21 reasons why we need tort reform now: The case for states
■ The number of states in a medical liability crisis is spreading -- and will continue to spread -- unless lawmakers pass meaningful reforms.
Posted March 20, 2006.
Tennessee in February became the 21st state to earn the dubious distinction of being added to the American Medical Association's list of states in the throes of a medical liability insurance crisis.
It means that an out-of-control insurance climate is forcing doctors in the Volunteer State to practice what has become known as the three R's: restricting services, retiring early and relocating.
Frighteningly enough, the AMA's list has nearly doubled since its inception in 2002, when just 12 states were in crisis. One other scary change in the list: Originally eight states were OK because they had good reforms, namely reasonable caps on how much juries could award in noneconomic damages. Today, just six states make that list. And that number could shrink even further because it's unclear whether the liability climate in one state, Wisconsin, will remain OK because the Supreme Court there tossed out a cap on noneconomic damages in 2005.
The growing list of states in crisis translates to one thing: Patients who live in those states -- and those traveling through them -- are losing access to care, especially to ob-gyns and those who provide care in emergency situations. Just take a look at what's going on in Tennessee's 95 counties:
- 85% don't have a residing neurosurgeon in patient care.
- 52% don't have a residing orthopedic surgeon in patient care.
- 49% don't have a residing emergency physician in patient care.
- 44% don't have a residing obstetrician-gynecologist in patient care.
The broken medical liability system is to blame for this patient lack of access to care. Between 1995 and 2005, Tennessee physicians saw liability premium increases as high as 127% to 212%. At the same time, reimbursements from TennCare, the state's health care program, dwindled so that they now average only 25% of billed charges. No business can stay open if expenses outpace revenue and reimbursement. Physician practices aren't immune. They need to pay employees and bills, just as any other business does.
Unless there's an end to the frivolous lawsuits and runaway jury awards, the future for patient access to care is bleak.
These types of statistics are playing out in the other 20 states on the AMA's crisis list. Another 22 states, plus Washington D.C., and Guam, are showing signs of crisis.

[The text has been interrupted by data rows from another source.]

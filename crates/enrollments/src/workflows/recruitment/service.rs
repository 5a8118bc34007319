use std::collections::BTreeMap;
use std::sync::Arc;

use super::catalog::DomainCatalog;
use super::dashboard::{Dashboard, DashboardProjector};
use super::domain::{Candidate, Category, DomainName, Email, Round, RoundQuestions};
use super::errors::WorkflowError;
use super::identity::IdentityVerifier;
use super::maintenance::{Maintenance, ReconcileReport};
use super::profile::ProfileManager;
use super::qualification::{QualificationEngine, QualificationOutcome, QualificationRequest};
use super::questions::{NewQuestion, QuestionDesk};
use super::repository::RecruitmentStores;
use super::retry::RetryPolicy;
use super::review::{ReviewPage, ReviewQuery, ReviewQueue};
use super::submission::{SubmissionEngine, SubmissionReceipt, SubmissionRequest};
use crate::config::{RecruitmentConfig, StorageConfig};

/// Knobs the engines need from configuration.
#[derive(Debug, Clone)]
pub struct ServiceSettings {
    pub store_page_size: usize,
    pub retry: RetryPolicy,
}

impl ServiceSettings {
    pub fn from_config(storage: &StorageConfig, recruitment: &RecruitmentConfig) -> Self {
        Self {
            store_page_size: storage.page_size,
            retry: RetryPolicy::from_settings(&recruitment.retry),
        }
    }
}

impl Default for ServiceSettings {
    fn default() -> Self {
        Self {
            store_page_size: StorageConfig::default().page_size,
            retry: RetryPolicy::default(),
        }
    }
}

/// Facade composing identity verification with the workflow engines.
/// Every entry point takes the raw bearer credential and authenticates first.
pub struct RecruitmentService<V> {
    verifier: Arc<V>,
    stores: Arc<RecruitmentStores>,
    catalog: Arc<DomainCatalog>,
    submissions: SubmissionEngine,
    qualification: Arc<QualificationEngine>,
    review: ReviewQueue,
    dashboard: DashboardProjector,
    profiles: ProfileManager,
    questions: QuestionDesk,
    maintenance: Maintenance,
}

impl<V> RecruitmentService<V>
where
    V: IdentityVerifier + 'static,
{
    pub fn new(
        verifier: Arc<V>,
        stores: Arc<RecruitmentStores>,
        catalog: Arc<DomainCatalog>,
        settings: ServiceSettings,
    ) -> Self {
        let qualification = Arc::new(QualificationEngine::new(stores.clone()));

        Self {
            submissions: SubmissionEngine::new(stores.clone(), catalog.clone(), settings.retry),
            review: ReviewQueue::new(stores.clone(), settings.store_page_size),
            dashboard: DashboardProjector::new(stores.clone(), catalog.clone()),
            profiles: ProfileManager::new(stores.clone(), catalog.clone()),
            questions: QuestionDesk::new(stores.clone(), qualification.clone()),
            maintenance: Maintenance::new(stores.clone(), catalog.clone(), qualification.clone()),
            qualification,
            verifier,
            stores,
            catalog,
        }
    }

    pub fn stores(&self) -> &Arc<RecruitmentStores> {
        &self.stores
    }

    pub fn catalog(&self) -> &DomainCatalog {
        &self.catalog
    }

    pub async fn authenticate(&self, credential: &str) -> Result<Email, WorkflowError> {
        Ok(self.verifier.verify(credential).await?)
    }

    pub async fn login(&self, credential: &str) -> Result<Candidate, WorkflowError> {
        let email = self.authenticate(credential).await?;
        self.profiles.login(&email).await
    }

    pub async fn claim_username(
        &self,
        credential: &str,
        username: &str,
    ) -> Result<Candidate, WorkflowError> {
        let email = self.authenticate(credential).await?;
        self.profiles.claim_username(&email, username).await
    }

    pub async fn select_domains(
        &self,
        credential: &str,
        selection: BTreeMap<Category, Vec<String>>,
    ) -> Result<Candidate, WorkflowError> {
        let email = self.authenticate(credential).await?;
        self.profiles.select_domains(&email, selection).await
    }

    pub async fn submit(
        &self,
        credential: &str,
        request: SubmissionRequest,
    ) -> Result<SubmissionReceipt, WorkflowError> {
        let email = self.authenticate(credential).await?;
        self.submissions.submit(&email, request).await
    }

    pub async fn qualify(
        &self,
        credential: &str,
        request: QualificationRequest,
    ) -> Result<QualificationOutcome, WorkflowError> {
        let admin = self.authenticate(credential).await?;
        self.qualification.qualify(&admin, request).await
    }

    /// Review queue for a domain the caller administers.
    pub async fn review(
        &self,
        credential: &str,
        query: ReviewQuery,
    ) -> Result<ReviewPage, WorkflowError> {
        let admin = self.authenticate(credential).await?;
        let domain = DomainName::parse(&query.domain)?;
        self.qualification.authorize(&admin, &domain).await?;
        self.review.scan(query).await
    }

    pub async fn dashboard(&self, credential: &str, round: u32) -> Result<Dashboard, WorkflowError> {
        let email = self.authenticate(credential).await?;
        self.dashboard.project(&email, Round::new(round)?).await
    }

    pub async fn questions(
        &self,
        credential: &str,
        domain: &str,
        round: u32,
    ) -> Result<RoundQuestions, WorkflowError> {
        let email = self.authenticate(credential).await?;
        self.questions.for_candidate(&email, domain, round).await
    }

    pub async fn add_question(
        &self,
        credential: &str,
        request: NewQuestion,
    ) -> Result<usize, WorkflowError> {
        let admin = self.authenticate(credential).await?;
        self.questions.add(&admin, request).await
    }

    pub async fn purge(
        &self,
        credential: &str,
        domain: &str,
        email: &str,
    ) -> Result<(), WorkflowError> {
        let admin = self.authenticate(credential).await?;
        self.maintenance.purge(&admin, domain, email).await
    }

    pub async fn reconcile(
        &self,
        credential: &str,
        email: &str,
    ) -> Result<ReconcileReport, WorkflowError> {
        let admin = self.authenticate(credential).await?;
        self.maintenance.reconcile(&admin, email).await
    }
}
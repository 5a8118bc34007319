use chrono::Utc;
use clap::Args;
use enrollments::config::{RecruitmentConfig, StorageConfig};
use enrollments::error::AppError;
use enrollments::workflows::recruitment::{
    Admin, Category, Dashboard, DomainName, Email, QualificationRequest, QualificationStatus,
    RecruitmentService, RecruitmentStores, ReviewQuery, Round, ServiceSettings,
    StaticTokenVerifier, SubmissionRequest,
};
use std::collections::BTreeMap;
use std::sync::Arc;

use crate::infra::build_catalog;

const CANDIDATE_TOKEN: &str = "demo-candidate";
const ADMIN_TOKEN: &str = "demo-admin";

#[derive(Args, Debug, Default)]
pub(crate) struct DemoArgs {
    /// Close a domain before the walkthrough starts (repeatable).
    #[arg(long = "close")]
    pub(crate) closed: Vec<String>,
    /// Print dashboards as JSON instead of a summary line.
    #[arg(long)]
    pub(crate) json: bool,
}

pub(crate) async fn run_demo(args: DemoArgs) -> Result<(), AppError> {
    let DemoArgs { closed, json } = args;

    let recruitment = RecruitmentConfig {
        closed_domains: closed,
        ..RecruitmentConfig::default()
    };
    let catalog = build_catalog(&recruitment)?;
    let storage = StorageConfig::default();
    let (stores, _memory) = RecruitmentStores::in_memory(&storage, &catalog)?;
    let stores = Arc::new(stores);

    let candidate = demo_email("ada@example.com")?;
    let admin = demo_email("lead@example.com")?;
    stores
        .admins
        .upsert(&Admin {
            email: admin.clone(),
            allowed_domains: vec![DomainName::new("WEB"), DomainName::new("UI/UX")],
        })
        .await?;

    let verifier = StaticTokenVerifier::new()
        .with_token(CANDIDATE_TOKEN, candidate.clone())
        .with_token(ADMIN_TOKEN, admin.clone());
    let service = RecruitmentService::new(
        Arc::new(verifier),
        stores.clone(),
        Arc::new(catalog),
        ServiceSettings::default(),
    );

    println!("Recruitment walkthrough ({})", Utc::now().format("%Y-%m-%d"));

    let profile = service.login(CANDIDATE_TOKEN).await?;
    println!("- {} logged in", profile.email);

    let mut selection = BTreeMap::new();
    selection.insert(Category::Tech, vec!["web".to_string(), "ai/ml".to_string()]);
    selection.insert(Category::Design, vec!["ui/ux".to_string()]);
    service.select_domains(CANDIDATE_TOKEN, selection).await?;
    println!("- selected WEB, AI/ML and UI/UX");

    for domain in ["web", "ui/ux"] {
        match service
            .submit(CANDIDATE_TOKEN, demo_submission(domain, 1))
            .await
        {
            Ok(receipt) => println!(
                "- round 1 {} submitted ({} answers)",
                receipt.domain, receipt.answers
            ),
            Err(err) => println!("- round 1 {domain} rejected: {err}"),
        }
    }
    print_dashboard(&service.dashboard(CANDIDATE_TOKEN, 1).await?, json);

    // Round one is graded outside the admin API.
    let web = DomainName::new("WEB");
    if let Some(records) = stores.domains.for_domain(&web) {
        if records
            .set_status(&candidate, Round::FIRST, QualificationStatus::Qualified, &admin)
            .await?
        {
            println!("- round 1 WEB graded: qualified");
        }
    }
    print_dashboard(&service.dashboard(CANDIDATE_TOKEN, 2).await?, json);

    match service
        .submit(CANDIDATE_TOKEN, demo_submission("ui/ux", 2))
        .await
    {
        Ok(_) => println!("- round 2 UI/UX submitted"),
        Err(err) => println!("- round 2 UI/UX refused: {err}"),
    }
    if service
        .submit(CANDIDATE_TOKEN, demo_submission("web", 2))
        .await
        .is_ok()
    {
        println!("- round 2 WEB submitted");
    }

    let queue = service
        .review(
            ADMIN_TOKEN,
            ReviewQuery {
                domain: "web".to_string(),
                round: 2,
                status: Some("unmarked".to_string()),
                page_token: None,
                limit: 10,
            },
        )
        .await?;
    println!("- admin review queue for WEB round 2: {} unmarked", queue.items.len());

    let outcome = service
        .qualify(
            ADMIN_TOKEN,
            QualificationRequest {
                domain: "web".to_string(),
                email: candidate.to_string(),
                round: 2,
                status: "qualified".to_string(),
            },
        )
        .await?;
    println!(
        "- {} marked round {} {} as {} (mirrored: {})",
        outcome.updated_by, outcome.round, outcome.domain, outcome.status, outcome.mirrored
    );
    print_dashboard(&service.dashboard(CANDIDATE_TOKEN, 3).await?, json);

    Ok(())
}

fn demo_email(raw: &str) -> Result<Email, AppError> {
    Email::parse(raw).map_err(|err| AppError::Workflow(err.into()))
}

fn demo_submission(domain: &str, round: u32) -> SubmissionRequest {
    SubmissionRequest {
        domain: domain.to_string(),
        round,
        questions: vec![
            "What did you build last?".to_string(),
            "What would you like to learn?".to_string(),
        ],
        answers: vec![
            "A campus event tracker".to_string(),
            "Distributed systems".to_string(),
        ],
        score: None,
        extras: BTreeMap::new(),
    }
}

fn print_dashboard(dashboard: &Dashboard, json: bool) {
    if json {
        match serde_json::to_string_pretty(dashboard) {
            Ok(rendered) => println!("{rendered}"),
            Err(err) => println!("  dashboard unavailable: {err}"),
        }
        return;
    }

    let names = |domains: &[DomainName]| {
        domains
            .iter()
            .map(DomainName::as_str)
            .collect::<Vec<_>>()
            .join(", ")
    };
    println!(
        "  round {} dashboard ({}): pending [{} | {} | {}] completed [{} | {} | {}]",
        dashboard.round,
        dashboard.quiz_status().label(),
        names(&dashboard.pending.tech),
        names(&dashboard.pending.management),
        names(&dashboard.pending.design),
        names(&dashboard.completed.tech),
        names(&dashboard.completed.management),
        names(&dashboard.completed.design),
    );
}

In a bright spot that crisis states and those showing signs of a crisis can learn from, Texas pulled itself off of the crisis list and into a special category called "effective reforms halting crisis." That happened after Texas passed sweeping tort reforms, including a cap on noneconomic damages. Voters then passed a constitutional amendment to head-off any court challenges to the cap.
Since the reforms, access to care has increased in Texas. Lawsuit claims are down. Physician recruitment and retention are up, especially in high-risk specialties. New insurers have entered the Texas medical liability market, creating more choices for physicians, and in turn more choices for patients.
Other state legislatures, including Tennessee's, need to follow the lead of Texas, California and others that have passed effective reforms. And Congress needs to heed the recent call in New Hampshire of Senate Majority Leader Bill Frist, MD (R, Tenn.), to "reel in those predatory trial lawyers and pass meaningful medical malpractice reform!"
Without it, the crisis state list could nearly double again -- leaving many more American patients without access to the care they need.